** INPUT follows **
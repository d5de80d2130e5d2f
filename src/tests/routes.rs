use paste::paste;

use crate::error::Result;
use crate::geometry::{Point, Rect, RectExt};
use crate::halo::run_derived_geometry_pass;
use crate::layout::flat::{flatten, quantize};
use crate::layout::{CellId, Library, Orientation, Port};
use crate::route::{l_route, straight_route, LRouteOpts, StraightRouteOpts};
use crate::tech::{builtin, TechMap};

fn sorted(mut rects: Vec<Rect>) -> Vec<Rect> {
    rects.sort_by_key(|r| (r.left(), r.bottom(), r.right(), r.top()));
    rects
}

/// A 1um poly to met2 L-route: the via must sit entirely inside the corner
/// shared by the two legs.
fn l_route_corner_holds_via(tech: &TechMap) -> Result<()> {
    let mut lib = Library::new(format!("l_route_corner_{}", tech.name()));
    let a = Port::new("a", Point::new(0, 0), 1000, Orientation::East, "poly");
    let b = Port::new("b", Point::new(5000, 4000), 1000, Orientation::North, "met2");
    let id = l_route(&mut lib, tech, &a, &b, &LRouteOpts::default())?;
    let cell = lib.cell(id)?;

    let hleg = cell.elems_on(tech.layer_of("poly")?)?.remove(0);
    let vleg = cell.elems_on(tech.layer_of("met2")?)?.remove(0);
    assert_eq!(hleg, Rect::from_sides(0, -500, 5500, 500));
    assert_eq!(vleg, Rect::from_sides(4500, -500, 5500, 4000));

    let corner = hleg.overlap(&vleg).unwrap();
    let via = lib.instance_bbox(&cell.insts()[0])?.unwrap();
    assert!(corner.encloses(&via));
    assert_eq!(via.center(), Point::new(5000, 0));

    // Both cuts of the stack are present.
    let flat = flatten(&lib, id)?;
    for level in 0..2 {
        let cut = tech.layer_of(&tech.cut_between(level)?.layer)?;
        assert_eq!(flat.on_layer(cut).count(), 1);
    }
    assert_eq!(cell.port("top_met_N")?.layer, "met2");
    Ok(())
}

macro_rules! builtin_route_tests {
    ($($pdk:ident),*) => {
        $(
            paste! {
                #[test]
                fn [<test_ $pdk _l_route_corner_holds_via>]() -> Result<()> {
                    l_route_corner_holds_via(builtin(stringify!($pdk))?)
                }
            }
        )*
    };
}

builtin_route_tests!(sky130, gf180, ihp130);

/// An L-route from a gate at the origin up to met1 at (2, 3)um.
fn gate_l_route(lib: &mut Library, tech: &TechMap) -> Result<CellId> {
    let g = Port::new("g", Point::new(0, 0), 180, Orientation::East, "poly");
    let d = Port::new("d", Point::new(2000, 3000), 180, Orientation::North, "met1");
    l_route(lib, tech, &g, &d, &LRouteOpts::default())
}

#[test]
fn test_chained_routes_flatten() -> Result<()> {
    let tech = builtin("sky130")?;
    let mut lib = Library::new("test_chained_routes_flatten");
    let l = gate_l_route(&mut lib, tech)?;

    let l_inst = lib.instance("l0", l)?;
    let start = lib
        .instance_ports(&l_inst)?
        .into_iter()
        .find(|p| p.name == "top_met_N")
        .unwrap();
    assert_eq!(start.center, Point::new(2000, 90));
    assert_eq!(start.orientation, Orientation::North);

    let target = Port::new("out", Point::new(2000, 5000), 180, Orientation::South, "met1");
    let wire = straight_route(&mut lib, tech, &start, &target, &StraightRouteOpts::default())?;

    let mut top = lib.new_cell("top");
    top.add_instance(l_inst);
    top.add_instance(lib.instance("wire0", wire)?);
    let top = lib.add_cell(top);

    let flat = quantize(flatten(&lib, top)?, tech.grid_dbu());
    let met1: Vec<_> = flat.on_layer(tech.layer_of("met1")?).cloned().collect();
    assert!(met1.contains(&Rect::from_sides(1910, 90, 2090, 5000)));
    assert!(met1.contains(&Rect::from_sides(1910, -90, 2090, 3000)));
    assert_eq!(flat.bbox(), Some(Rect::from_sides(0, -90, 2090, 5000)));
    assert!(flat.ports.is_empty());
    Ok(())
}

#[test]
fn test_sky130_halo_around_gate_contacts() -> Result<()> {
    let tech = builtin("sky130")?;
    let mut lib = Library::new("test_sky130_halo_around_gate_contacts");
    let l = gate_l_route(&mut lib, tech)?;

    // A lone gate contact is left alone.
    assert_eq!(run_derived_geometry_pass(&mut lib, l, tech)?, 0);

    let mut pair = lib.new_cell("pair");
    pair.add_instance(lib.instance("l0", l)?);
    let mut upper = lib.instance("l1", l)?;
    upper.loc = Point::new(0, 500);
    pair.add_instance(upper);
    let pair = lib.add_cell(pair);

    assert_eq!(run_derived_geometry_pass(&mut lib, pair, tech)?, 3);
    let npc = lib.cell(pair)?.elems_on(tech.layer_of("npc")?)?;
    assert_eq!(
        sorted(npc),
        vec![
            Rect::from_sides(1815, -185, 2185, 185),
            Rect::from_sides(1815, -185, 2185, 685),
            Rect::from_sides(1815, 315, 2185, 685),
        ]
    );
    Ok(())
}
** End of INPUT **
WHAT TO PRODUCE ▸ Check every line of the records, and copy the ones that hold the word "upper".

SOLUTION TO THE PROBLEM ▸
    let mut upper = lib.instance("l1", l)?;
    upper.loc = Point::new(0, 500);
    pair.add_instance(upper);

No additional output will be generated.